Monitoring of biopharmaceutical processes
Monitoring and control of critical process parameters (CPPs) in various bioprocesses is a prerequisite to gain a safe product and hence, is a major topic in Process Analytical Technology (PAT) . The most widespread methods for process monitoring are linked to sampling. Sample-based monitoring has various advantages: direct measurement of specific analytes; usage of highly automated offline analyzers; reliability through application of reference methods; extensive parallelization; flexibility and storage of reference samples for later analysis .
Due to these benefits, sample-based monitoring is still state of the art and commonly combined with standard PAT tools (i.e. in-line sensors for pH, pO2, T) for bioprocess control.

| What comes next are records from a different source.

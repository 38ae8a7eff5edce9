//! Azure OpenAI provider
//!
//! Chat completions against an Azure OpenAI resource, addressed by deployment.

pub mod chat;
pub mod client;
pub mod config;
pub mod error;
pub mod utils;

pub use client::AzureClient;
pub use config::AzureConfig;
pub use error::AzureErrorMapper;
pub use utils::AzureUtils;

/// Provider id reported for every Azure failure
pub const PROVIDER_NAME: &str = "openai";
//! Retry mechanism with exponential backoff

use super::backoff::Backoff;
use super::types::{RetryConfig, RetryState};
use crate::utils::error::ServiceError;
use std::future::Future;
use tracing::{debug, error, warn};

/// Retry mechanism with exponential backoff
///
/// Holds only immutable configuration, so one policy can be shared by any
/// number of concurrent calls.
#[derive(Debug, Clone)]
pub struct RetryPolicy {
    config: RetryConfig,
    backoff: Backoff,
}

impl RetryPolicy {
    /// Create a new retry policy
    pub fn new(config: RetryConfig) -> Self {
        let backoff = Backoff::from(&config);
        Self { config, backoff }
    }

    pub fn config(&self) -> &RetryConfig {
        &self.config
    }

    pub fn backoff(&self) -> &Backoff {
        &self.backoff
    }

    /// Execute `operation` with retry logic
    ///
    /// Returns the first success. When retries are exhausted a [`ServiceError`]
    /// cause is returned unchanged; any other cause is wrapped into a
    /// service-kind error carrying `original_error` and `attempts`.
    ///
    /// Waiting suspends only the calling task. Dropping the returned future
    /// cancels the loop before the next attempt starts.
    pub async fn call<F, Fut, T, E>(&self, operation: &str, mut f: F) -> Result<T, ServiceError>
    where
        F: FnMut() -> Fut,
        Fut: Future<Output = Result<T, E>>,
        E: Into<anyhow::Error>,
    {
        let mut state: RetryState<anyhow::Error> = RetryState::new(self.config.max_retries);

        loop {
            match f().await {
                Ok(result) => {
                    if state.attempt > 0 {
                        debug!(
                            operation,
                            attempt = state.attempt + 1,
                            "Retry succeeded"
                        );
                    }
                    return Ok(result);
                }
                Err(err) => {
                    let err: anyhow::Error = err.into();
                    let message = err.to_string();

                    if !state.record_failure(err) {
                        error!(
                            operation,
                            max_retries = state.max_retries,
                            "Retry failed after reaching max retries {}: {}",
                            state.max_retries,
                            message
                        );
                        return Err(self.into_terminal_error(state));
                    }

                    let delay = self.backoff.delay(state.attempt, &mut rand::thread_rng());
                    warn!(
                        operation,
                        attempt = state.attempt,
                        max_retries = state.max_retries,
                        delay_ms = delay.as_millis() as u64,
                        "Operation failed, retrying in {:.2}s ({}/{}): {}",
                        delay.as_secs_f64(),
                        state.attempt,
                        state.max_retries,
                        message
                    );

                    tokio::time::sleep(delay).await;
                }
            }
        }
    }

    fn into_terminal_error(&self, state: RetryState<anyhow::Error>) -> ServiceError {
        let Some(last_error) = state.last_error else {
            return ServiceError::service("Operation failed without an error");
        };

        match last_error.downcast::<ServiceError>() {
            Ok(classified) => classified,
            Err(raw) => ServiceError::service(format!(
                "Operation failed after {} retries",
                state.max_retries
            ))
            .with_detail("original_error", raw.to_string())
            .with_detail("attempts", state.max_retries),
        }
    }
}

impl Default for RetryPolicy {
    fn default() -> Self {
        Self::new(RetryConfig::default())
    }
}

Advanced PAT tools such as offgas analyzers, dielectric spectroscopy, IR or Raman have evolved considerably over the last decades. Combined with statistical methods for signal post-processing or model-based soft-sensors, increasing amounts of information can be extracted from the online signals and the overall understanding of bioprocesses is further improved. However, these tools do not allow for replacing sample-based monitoring, hence it is still a central task for sound in-process control (fig. 1).

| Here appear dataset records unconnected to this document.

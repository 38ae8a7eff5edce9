//! Error handling utilities
//!
//! Classified service errors, start-up errors, and retry/backoff recovery.

pub mod error;
pub mod recovery;

pub use error::*;
pub use recovery::*;
//! Error envelope for responses not produced by a [`ServiceError`]
//!
//! Actix itself answers some requests with a bare error status (405 from a
//! route guard, CORS rejections, extractor panics turned into 500). These are
//! rewritten into the standard envelope. Responses that already carry an
//! error id pass through untouched.

use crate::utils::error::{ERROR_ID_HEADER, ErrorResponse, ServiceError};
use actix_web::HttpResponse;
use actix_web::dev::ServiceResponse;
use actix_web::http::StatusCode;
use actix_web::http::header::{HeaderName, HeaderValue};
use actix_web::middleware::{ErrorHandlerResponse, ErrorHandlers};
use tracing::warn;

/// Middleware rendering every bare error status as an envelope
pub fn error_envelope<B: 'static>() -> ErrorHandlers<B> {
    ErrorHandlers::new().default_handler(render_envelope)
}

/// Classified error standing in for a bare status
pub fn classify_status(status: StatusCode, path: &str) -> ServiceError {
    let reason = status.canonical_reason().unwrap_or("Unknown error");
    let err = match status {
        StatusCode::NOT_FOUND => return ServiceError::resource_not_found("route", path),
        s if s.is_server_error() => ServiceError::service(reason),
        _ => ServiceError::validation(reason),
    };
    err.with_detail("status", status.as_u16())
}

fn render_envelope<B>(res: ServiceResponse<B>) -> actix_web::Result<ErrorHandlerResponse<B>> {
    if res.headers().contains_key(ERROR_ID_HEADER) {
        return Ok(ErrorHandlerResponse::Response(res.map_into_left_body()));
    }

    let status = res.status();
    let (req, _) = res.into_parts();
    let err = classify_status(status, req.path());

    let mut body = ErrorResponse::from_service_error(&err);
    body.error.code = status.as_u16();

    warn!(
        error_id = body.error.id,
        status = status.as_u16(),
        kind = %err.kind(),
        method = %req.method(),
        path = %req.path(),
        "Bare {} response rendered as {}",
        status.as_u16(),
        err.kind()
    );

    let response = HttpResponse::build(status)
        .insert_header((
            HeaderName::from_static(ERROR_ID_HEADER),
            HeaderValue::from(body.error.id),
        ))
        .json(body);

    Ok(ErrorHandlerResponse::Response(
        ServiceResponse::new(req, response).map_into_right_body(),
    ))
}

Despite its essential importance, manual sampling holds some major drawbacks: i) the invasive method bears a risk for contamination of the process and sample, ii) the high sampling volume needed, especially for small parallelized bioreactor systems, iii) the operator-to-operator deviations during sampling, sample preparation as well as analysis, iv) it is tedious and requires a lot of human resources, v) low sampling frequency and commonly no real-time availability of data and vi) paper-based and error-prone data management.
Next Evolution in PAT
Taking all these advantages and disadvantages into account, what is the next evolutionary step for PAT tools? Sample-based monitoring will stay a non-evitable part in process monitoring. However, with the advent of digital tools in biotechnological R&D and production floors, there is considerable potential to be gained via automation of sampling, sample preparation, analysis and sample and data management.
Sophisticated automation allows for reliable and sterile sampling of the minimal required volume. All steps from sampling to analysis are then reproducible without the risk of human errors. High frequency sampling and real-time data availability can be achieved without the need of additional human resources. In addition, it still holds all the advantages of typical, manual sample-based monitoring like direct measurements, storage of reference samples and multiplexing for parallel approaches, which are increasingly applied in process development.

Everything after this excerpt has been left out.